- DATA EXCERPTS:
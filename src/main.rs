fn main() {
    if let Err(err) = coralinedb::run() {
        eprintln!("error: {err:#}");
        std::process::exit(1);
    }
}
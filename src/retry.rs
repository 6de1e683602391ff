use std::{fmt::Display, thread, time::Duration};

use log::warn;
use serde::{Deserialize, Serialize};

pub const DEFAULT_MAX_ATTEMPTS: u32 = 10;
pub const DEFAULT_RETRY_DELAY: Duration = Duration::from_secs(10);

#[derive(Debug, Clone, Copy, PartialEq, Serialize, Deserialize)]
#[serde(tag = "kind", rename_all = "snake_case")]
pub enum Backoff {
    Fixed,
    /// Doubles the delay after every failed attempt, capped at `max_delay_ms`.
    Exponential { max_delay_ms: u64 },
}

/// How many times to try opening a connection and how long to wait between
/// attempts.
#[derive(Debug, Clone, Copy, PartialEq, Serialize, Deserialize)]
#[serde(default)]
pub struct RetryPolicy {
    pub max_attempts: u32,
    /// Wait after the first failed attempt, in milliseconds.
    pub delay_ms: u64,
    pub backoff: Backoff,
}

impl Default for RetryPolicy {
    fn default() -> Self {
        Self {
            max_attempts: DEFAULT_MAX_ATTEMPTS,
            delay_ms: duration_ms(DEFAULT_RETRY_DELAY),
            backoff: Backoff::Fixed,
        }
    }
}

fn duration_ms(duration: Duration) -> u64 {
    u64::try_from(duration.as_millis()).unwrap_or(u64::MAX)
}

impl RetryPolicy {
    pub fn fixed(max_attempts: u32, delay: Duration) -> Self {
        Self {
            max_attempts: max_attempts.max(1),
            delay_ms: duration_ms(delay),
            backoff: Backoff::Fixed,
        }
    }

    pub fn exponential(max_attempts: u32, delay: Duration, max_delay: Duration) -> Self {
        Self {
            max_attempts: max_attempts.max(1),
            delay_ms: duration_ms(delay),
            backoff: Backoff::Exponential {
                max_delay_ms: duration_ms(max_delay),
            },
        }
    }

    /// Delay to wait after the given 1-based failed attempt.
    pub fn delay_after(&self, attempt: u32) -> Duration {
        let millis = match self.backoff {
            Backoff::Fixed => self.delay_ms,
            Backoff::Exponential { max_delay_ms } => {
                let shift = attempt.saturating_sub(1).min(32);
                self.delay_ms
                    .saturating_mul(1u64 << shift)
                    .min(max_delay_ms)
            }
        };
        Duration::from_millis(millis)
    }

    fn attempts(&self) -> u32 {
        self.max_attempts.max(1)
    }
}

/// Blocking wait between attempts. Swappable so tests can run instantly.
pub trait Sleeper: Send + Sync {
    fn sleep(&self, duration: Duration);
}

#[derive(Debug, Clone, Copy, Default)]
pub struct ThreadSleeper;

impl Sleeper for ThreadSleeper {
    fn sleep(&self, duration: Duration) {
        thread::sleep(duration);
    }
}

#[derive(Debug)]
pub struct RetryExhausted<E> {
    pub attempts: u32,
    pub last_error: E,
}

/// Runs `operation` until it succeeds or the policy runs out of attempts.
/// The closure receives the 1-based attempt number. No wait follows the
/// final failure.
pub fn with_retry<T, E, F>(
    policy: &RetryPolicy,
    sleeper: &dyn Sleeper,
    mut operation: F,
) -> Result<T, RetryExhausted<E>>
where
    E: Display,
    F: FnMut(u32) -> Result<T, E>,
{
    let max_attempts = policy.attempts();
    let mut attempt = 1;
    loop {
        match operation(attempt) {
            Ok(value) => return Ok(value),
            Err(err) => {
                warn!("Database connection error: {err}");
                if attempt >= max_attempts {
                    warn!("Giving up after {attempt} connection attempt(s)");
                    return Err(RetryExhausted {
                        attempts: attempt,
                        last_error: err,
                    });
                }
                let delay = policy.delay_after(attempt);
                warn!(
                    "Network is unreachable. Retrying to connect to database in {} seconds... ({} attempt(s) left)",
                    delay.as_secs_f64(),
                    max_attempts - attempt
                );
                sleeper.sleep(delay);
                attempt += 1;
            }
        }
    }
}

...

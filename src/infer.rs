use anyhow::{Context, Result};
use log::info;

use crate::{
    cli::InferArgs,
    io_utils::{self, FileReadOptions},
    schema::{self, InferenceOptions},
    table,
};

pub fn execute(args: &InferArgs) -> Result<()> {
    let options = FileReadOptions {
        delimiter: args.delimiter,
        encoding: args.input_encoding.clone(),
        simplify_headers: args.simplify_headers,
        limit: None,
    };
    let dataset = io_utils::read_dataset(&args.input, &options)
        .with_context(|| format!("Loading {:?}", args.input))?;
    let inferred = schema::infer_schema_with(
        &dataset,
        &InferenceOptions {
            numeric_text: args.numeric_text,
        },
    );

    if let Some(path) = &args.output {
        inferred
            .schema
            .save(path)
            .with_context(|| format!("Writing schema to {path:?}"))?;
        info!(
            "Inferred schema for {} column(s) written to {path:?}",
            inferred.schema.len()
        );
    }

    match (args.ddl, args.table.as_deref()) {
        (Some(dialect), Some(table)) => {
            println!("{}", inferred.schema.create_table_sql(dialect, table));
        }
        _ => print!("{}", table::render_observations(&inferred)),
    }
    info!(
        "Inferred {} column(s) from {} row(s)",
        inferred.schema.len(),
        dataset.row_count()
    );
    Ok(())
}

==

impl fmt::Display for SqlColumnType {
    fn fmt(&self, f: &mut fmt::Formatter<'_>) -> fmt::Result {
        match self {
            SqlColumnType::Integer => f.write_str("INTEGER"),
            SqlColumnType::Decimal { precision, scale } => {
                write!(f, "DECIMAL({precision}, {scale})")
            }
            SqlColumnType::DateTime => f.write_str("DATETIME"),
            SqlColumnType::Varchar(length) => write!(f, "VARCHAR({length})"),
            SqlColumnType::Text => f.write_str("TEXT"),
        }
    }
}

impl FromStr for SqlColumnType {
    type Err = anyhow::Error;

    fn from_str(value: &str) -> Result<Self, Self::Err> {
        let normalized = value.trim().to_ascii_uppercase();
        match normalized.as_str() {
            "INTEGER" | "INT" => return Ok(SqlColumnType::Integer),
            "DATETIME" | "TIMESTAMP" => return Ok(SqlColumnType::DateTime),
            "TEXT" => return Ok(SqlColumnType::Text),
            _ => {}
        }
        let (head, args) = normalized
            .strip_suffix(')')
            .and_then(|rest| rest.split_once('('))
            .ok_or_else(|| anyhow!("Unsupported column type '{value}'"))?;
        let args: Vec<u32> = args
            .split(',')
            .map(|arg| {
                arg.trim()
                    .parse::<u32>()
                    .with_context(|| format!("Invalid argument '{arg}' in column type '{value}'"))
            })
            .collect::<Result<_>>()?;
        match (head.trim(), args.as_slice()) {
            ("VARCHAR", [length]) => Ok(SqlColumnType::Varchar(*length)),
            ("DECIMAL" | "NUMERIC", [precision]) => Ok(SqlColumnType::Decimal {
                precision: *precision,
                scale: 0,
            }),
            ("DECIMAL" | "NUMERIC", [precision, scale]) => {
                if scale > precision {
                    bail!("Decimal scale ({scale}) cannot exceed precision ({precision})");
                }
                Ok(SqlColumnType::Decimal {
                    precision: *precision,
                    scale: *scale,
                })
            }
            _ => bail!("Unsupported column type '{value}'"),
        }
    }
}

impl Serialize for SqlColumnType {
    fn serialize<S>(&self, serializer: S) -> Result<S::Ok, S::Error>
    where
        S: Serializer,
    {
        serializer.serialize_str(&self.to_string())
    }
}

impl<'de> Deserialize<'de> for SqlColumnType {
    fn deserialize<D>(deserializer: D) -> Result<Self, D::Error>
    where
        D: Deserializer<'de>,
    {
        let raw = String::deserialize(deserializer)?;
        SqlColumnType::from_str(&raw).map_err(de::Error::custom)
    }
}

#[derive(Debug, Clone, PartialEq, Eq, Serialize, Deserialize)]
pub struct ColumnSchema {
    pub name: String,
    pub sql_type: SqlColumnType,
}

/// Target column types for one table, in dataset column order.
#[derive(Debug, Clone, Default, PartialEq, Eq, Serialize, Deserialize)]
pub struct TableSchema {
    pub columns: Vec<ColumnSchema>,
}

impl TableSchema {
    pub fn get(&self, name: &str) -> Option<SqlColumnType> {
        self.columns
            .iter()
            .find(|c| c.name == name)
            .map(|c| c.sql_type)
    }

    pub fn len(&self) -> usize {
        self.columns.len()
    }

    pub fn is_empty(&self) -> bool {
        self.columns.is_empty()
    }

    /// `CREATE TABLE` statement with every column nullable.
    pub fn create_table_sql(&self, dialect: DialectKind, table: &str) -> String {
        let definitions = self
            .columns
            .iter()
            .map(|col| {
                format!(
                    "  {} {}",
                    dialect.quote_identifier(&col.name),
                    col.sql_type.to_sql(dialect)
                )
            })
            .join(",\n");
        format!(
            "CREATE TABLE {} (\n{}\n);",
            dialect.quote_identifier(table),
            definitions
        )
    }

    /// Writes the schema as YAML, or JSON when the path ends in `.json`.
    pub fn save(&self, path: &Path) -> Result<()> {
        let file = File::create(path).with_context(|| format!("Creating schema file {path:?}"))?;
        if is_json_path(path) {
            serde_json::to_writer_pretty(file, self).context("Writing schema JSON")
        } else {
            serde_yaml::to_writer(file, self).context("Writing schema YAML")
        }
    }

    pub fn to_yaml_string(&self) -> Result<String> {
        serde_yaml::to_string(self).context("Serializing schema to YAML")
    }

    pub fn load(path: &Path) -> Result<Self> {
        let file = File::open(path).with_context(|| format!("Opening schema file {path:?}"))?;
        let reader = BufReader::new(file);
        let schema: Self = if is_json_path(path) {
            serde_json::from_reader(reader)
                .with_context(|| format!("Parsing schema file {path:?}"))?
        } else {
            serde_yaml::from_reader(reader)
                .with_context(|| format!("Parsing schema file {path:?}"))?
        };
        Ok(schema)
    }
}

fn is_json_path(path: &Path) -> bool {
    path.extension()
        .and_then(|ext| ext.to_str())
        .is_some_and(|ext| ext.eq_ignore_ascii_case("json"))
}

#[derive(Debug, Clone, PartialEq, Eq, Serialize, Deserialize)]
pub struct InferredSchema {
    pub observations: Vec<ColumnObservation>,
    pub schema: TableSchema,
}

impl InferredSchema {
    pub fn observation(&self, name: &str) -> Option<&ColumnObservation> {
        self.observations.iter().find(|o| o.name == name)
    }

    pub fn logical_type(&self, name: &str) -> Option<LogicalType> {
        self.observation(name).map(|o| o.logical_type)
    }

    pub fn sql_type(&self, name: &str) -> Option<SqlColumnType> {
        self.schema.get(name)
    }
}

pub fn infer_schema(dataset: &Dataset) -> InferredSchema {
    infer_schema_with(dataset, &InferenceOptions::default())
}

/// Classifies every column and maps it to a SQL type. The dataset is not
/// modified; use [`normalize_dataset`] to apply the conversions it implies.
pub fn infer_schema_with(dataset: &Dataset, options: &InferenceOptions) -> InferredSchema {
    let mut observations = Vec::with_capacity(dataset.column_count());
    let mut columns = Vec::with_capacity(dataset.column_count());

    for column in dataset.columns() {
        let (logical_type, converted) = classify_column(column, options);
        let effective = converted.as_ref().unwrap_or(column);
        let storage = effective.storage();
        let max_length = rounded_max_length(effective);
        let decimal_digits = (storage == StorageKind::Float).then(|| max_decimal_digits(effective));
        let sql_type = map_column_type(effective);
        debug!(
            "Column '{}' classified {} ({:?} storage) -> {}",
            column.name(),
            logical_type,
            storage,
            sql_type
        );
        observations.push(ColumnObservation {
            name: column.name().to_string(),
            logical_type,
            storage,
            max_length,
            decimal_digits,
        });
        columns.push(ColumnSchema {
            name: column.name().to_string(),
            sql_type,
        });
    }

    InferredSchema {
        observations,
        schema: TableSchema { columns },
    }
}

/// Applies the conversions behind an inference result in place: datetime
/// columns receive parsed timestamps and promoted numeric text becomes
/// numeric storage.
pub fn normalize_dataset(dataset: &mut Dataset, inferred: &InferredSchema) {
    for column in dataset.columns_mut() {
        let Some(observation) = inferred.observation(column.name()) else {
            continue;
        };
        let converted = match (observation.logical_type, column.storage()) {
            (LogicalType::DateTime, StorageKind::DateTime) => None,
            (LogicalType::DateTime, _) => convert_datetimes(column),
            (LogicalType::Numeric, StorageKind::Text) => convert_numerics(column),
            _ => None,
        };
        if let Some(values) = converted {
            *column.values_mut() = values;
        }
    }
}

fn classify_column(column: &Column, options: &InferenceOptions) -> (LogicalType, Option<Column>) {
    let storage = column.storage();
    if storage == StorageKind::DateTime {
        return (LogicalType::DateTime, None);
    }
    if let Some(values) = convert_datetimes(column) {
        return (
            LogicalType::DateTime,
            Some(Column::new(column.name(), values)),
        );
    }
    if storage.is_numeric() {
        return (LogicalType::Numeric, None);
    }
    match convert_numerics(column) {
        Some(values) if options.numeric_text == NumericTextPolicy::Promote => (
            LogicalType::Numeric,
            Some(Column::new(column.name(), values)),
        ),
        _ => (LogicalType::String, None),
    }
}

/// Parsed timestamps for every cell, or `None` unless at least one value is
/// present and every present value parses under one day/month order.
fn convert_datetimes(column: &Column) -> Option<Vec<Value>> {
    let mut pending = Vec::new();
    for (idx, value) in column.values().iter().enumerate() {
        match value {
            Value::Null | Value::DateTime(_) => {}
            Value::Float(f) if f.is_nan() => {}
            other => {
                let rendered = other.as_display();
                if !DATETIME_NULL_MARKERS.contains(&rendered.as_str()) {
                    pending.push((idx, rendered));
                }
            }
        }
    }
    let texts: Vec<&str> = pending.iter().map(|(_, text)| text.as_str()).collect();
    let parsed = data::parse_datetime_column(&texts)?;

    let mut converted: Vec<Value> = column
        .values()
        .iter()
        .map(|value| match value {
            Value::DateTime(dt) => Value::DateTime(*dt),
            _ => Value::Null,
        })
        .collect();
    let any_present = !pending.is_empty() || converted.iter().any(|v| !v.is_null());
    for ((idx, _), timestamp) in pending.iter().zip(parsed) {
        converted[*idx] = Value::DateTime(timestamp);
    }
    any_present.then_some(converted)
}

- EXERCISE BRIEF: Say how many lines of the listing above include the word "InferredSchema", giving the number alone.

- RESULT OF THE EXERCISE: 6